I also want to mention that the impact is not always negative when it comes to siblings. Several studies have shown that being a sibling of a child with autism is associated with greater self-confidence and social competence. Care-taking skills often improve as well. Levels of tolerance to difference can be higher than in the siblings of children who do not have autism. So, what do we know about the impact of autism on the family? It is a mixed bag of results. At times is can be devastating, at other times it can lead to higher levels of coping skills and a sense of self-mastery. A lot depends on the family itself and the community in which it is embedded. A lot more depends on the support and treatments available, especially the educational interventions and help that can be provided.

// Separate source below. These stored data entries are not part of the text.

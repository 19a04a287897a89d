//! Streaming implementation for OpenAI

use crate::constants::OPENAI_PROVIDER;
use crate::error::{malformed_response, HttpError};
use crate::http::ResponseStream;
use crate::openai::parser::{OpenAIParser, DONE_MARKER};
use crate::traits::StreamEventParser;
use colloquy_core::{Error, StreamItem};
use eventsource_stream::{Event, EventStreamError, Eventsource};
use futures::Stream;
use std::pin::Pin;
use std::task::{Context, Poll};
use tracing::{debug, trace};

type SseEvents = Pin<Box<dyn Stream<Item = Result<Event, EventStreamError<HttpError>>> + Send>>;

/// OpenAI streaming response
///
/// Decodes Server-Sent Events from the response body and yields the chunks
/// of each event's data. Ends on `data: [DONE]`, when the body closes, or
/// after the first error. Dropping it closes the connection.
pub struct OpenAIStream {
    inner: Option<SseEvents>,
    parser: OpenAIParser,
    increments: usize,
    completed: bool,
}

impl OpenAIStream {
    /// Create a new OpenAI stream over a response body
    pub fn new(body: ResponseStream) -> Self {
        Self {
            inner: Some(Box::pin(body.eventsource())),
            parser: OpenAIParser,
            increments: 0,
            completed: false,
        }
    }

    /// Number of increments yielded so far
    pub fn increments(&self) -> usize {
        self.increments
    }

    /// Whether the provider signalled the end of the stream
    pub fn is_completed(&self) -> bool {
        self.completed
    }

    fn release(&mut self) {
        if self.inner.take().is_some() {
            debug!(
                provider = OPENAI_PROVIDER,
                increments = self.increments,
                completed = self.completed,
                "Released chat completion stream"
            );
        }
    }

    /// Handle one event's data; `Some` means the poll has an answer
    fn next_from_event(&mut self, data: &str) -> Option<Option<StreamItem>> {
        let data = data.trim();
        if data.is_empty() {
            return None;
        }
        if data == DONE_MARKER {
            self.completed = true;
            self.release();
            return Some(None);
        }

        match self.parser.parse_event(data) {
            Ok(Some(chunks)) => {
                self.increments += 1;
                trace!(choices = chunks.len(), increment = self.increments, "Stream increment");
                Some(Some(Ok(chunks)))
            }
            Ok(None) => None,
            Err(err) => {
                self.release();
                Some(Some(Err(err)))
            }
        }
    }
}

fn stream_failure(err: EventStreamError<HttpError>) -> Error {
    match err {
        EventStreamError::Transport(err) => err.into_inference(OPENAI_PROVIDER),
        other => malformed_response(OPENAI_PROVIDER, format!("Bad event stream: {}", other)),
    }
}

impl Stream for OpenAIStream {
    type Item = StreamItem;

    fn poll_next(mut self: Pin<&mut Self>, cx: &mut Context<'_>) -> Poll<Option<Self::Item>> {
        let this = &mut *self;
        loop {
            let Some(inner) = this.inner.as_mut() else {
                return Poll::Ready(None);
            };

            let polled = inner.as_mut().poll_next(cx);
            match polled {
                Poll::Ready(Some(Ok(event))) => {
                    if let Some(answer) = this.next_from_event(&event.data) {
                        return Poll::Ready(answer);
                    }
                }
                Poll::Ready(Some(Err(err))) => {
                    this.release();
                    return Poll::Ready(Some(Err(stream_failure(err))));
                }
                Poll::Ready(None) => {
                    this.release();
                    return Poll::Ready(None);
                }
                Poll::Pending => return Poll::Pending,
            }
        }
    }
}

impl Drop for OpenAIStream {
    fn drop(&mut self) {
        self.release();
    }
}

#[cfg(test)]
mod tests {
    use super::*;
    use bytes::Bytes;
    use futures::stream;
    use tokio_test::{assert_pending, assert_ready, task};

    fn body(chunks: Vec<&'static str>, then_hang: bool) -> ResponseStream {
        let chunks = stream::iter(
            chunks
                .into_iter()
                .map(|c| Ok::<_, HttpError>(Bytes::from_static(c.as_bytes()))),
        );
        if then_hang {
            Box::pin(futures::StreamExt::chain(chunks, stream::pending()))
        } else {
            Box::pin(chunks)
        }
    }

    #[test]
    fn test_pending_until_a_full_event_arrives() {
        let mut stream = task::spawn(OpenAIStream::new(body(
            vec!["data: {\"choices\":[{\"index\":0,\"delta\":{\"content\":\"hi\"}}]}\n"],
            true,
        )));

        assert_pending!(stream.poll_next());
        assert_eq!(stream.increments(), 0);
    }

    #[test]
    fn test_done_marker_ends_stream_and_releases() {
        let mut stream = task::spawn(OpenAIStream::new(body(
            vec![
                "data: {\"choices\":[{\"index\":0,\"delta\":{\"content\":\"hi\"}}]}\n\n",
                "data: [DONE]\n\n",
            ],
            true,
        )));

        let first = assert_ready!(stream.poll_next()).unwrap().unwrap();
        assert_eq!(first[0].content.as_deref(), Some("hi"));
        assert!(assert_ready!(stream.poll_next()).is_none());
        assert!(stream.is_completed());
        assert!(stream.inner.is_none());

        // Exhausted streams stay exhausted
        assert!(assert_ready!(stream.poll_next()).is_none());
    }

    #[test]
    fn test_data_split_over_lines_is_one_event() {
        let mut stream = task::spawn(OpenAIStream::new(body(
            vec![
                "data: {\"model\":\"gpt-4o\",\n",
                "data: \"choices\":[{\"index\":0,\"delta\":{\"content\":\"joined\"}}]}\n\n",
                "data: [DONE]\n\n",
            ],
            false,
        )));

        let item = assert_ready!(stream.poll_next()).unwrap().unwrap();
        assert_eq!(item[0].content.as_deref(), Some("joined"));
        assert_eq!(item[0].model_id.as_deref(), Some("gpt-4o"));
        assert!(assert_ready!(stream.poll_next()).is_none());
        assert!(stream.is_completed());
    }

    #[test]
    fn test_events_without_data_are_ignored() {
        let mut stream = task::spawn(OpenAIStream::new(body(
            vec![
                ": keep-alive\n\n",
                "event: ping\nid: 3\nretry: 1000\n\n",
                "data: {\"choices\":[{\"index\":0,\"delta\":{\"content\":\"x\"}}]}\n\n",
            ],
            false,
        )));

        let item = assert_ready!(stream.poll_next()).unwrap().unwrap();
        assert_eq!(item[0].content.as_deref(), Some("x"));
        assert!(assert_ready!(stream.poll_next()).is_none());
        assert!(!stream.is_completed());
    }
}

By the way there is support out there. No matter where you live. It is there if you are trying to cope while raising a child with autism or any other disability. If you are living in York Region in Ontario, definitely get in touch with these 2 organizations.
http://www.communitylivingyorksouth.ca/
They will lead you to better things.
If you are not living in the Toronto or York Region, be sure to Google “autism support services + your city”. Help is there. You just have to become proactive and do some digging to find it.
This is some great information. I can totally agree with all of this. We just got my son’s diagnosis this summer I’ve been more accepting that my husband has. We are slowly working towards being on the same page. It’s stressful, I have so much anxiety and it’s been a learning process. I hope that it gets better with time.
Hang in there. I am never going to tell you it will be easy however it will improve once you find the right techniques and consistency is the key. Keep active in support groups, there is so much out there online and even offline. You just need to be proactive. I am very glad you stopped by.